## What needs to be done
For each line of the data below that contains "parse", return that line.

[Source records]
■ ■ ■ ■

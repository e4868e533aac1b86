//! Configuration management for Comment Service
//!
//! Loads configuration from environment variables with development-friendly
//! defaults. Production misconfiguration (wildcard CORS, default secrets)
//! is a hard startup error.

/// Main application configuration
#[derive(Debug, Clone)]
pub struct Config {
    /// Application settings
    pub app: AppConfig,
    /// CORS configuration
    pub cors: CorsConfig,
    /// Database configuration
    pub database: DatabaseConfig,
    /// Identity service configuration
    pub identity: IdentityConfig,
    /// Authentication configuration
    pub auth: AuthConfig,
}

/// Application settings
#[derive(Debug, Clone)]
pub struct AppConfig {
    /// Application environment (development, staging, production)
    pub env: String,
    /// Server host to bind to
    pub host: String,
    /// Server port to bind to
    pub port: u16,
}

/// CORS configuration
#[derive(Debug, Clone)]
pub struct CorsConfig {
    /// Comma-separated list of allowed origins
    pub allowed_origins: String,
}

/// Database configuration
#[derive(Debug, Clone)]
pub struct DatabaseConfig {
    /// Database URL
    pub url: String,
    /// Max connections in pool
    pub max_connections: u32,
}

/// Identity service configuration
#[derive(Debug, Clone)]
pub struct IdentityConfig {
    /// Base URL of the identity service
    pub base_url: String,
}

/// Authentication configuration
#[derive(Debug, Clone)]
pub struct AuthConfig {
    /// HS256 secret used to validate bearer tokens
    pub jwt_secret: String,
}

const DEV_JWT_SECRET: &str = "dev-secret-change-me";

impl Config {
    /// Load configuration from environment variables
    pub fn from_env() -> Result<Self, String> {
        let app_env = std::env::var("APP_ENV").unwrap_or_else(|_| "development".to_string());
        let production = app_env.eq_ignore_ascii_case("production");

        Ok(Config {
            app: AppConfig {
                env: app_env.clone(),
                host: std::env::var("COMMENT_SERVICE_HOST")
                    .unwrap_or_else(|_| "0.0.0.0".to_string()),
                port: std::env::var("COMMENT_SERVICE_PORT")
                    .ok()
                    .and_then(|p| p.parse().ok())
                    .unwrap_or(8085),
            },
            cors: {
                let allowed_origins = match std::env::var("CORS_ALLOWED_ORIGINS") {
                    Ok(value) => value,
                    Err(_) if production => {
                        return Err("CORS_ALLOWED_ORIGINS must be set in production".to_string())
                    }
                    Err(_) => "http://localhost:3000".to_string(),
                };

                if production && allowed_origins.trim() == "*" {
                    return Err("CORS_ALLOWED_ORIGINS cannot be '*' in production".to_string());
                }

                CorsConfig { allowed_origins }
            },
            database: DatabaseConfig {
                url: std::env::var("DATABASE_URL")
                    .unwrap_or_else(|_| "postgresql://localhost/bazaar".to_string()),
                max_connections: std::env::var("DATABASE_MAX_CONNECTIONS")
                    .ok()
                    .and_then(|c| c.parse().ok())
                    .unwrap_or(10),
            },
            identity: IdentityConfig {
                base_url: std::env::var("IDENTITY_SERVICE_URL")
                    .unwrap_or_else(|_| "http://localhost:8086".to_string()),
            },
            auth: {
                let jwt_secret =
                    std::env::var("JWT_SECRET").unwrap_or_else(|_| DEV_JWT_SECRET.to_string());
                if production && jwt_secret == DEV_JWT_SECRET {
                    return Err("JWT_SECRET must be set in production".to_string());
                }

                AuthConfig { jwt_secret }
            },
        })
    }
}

■ ■ ■ ■

## Completed task
                    .and_then(|p| p.parse().ok())
                    .and_then(|c| c.parse().ok())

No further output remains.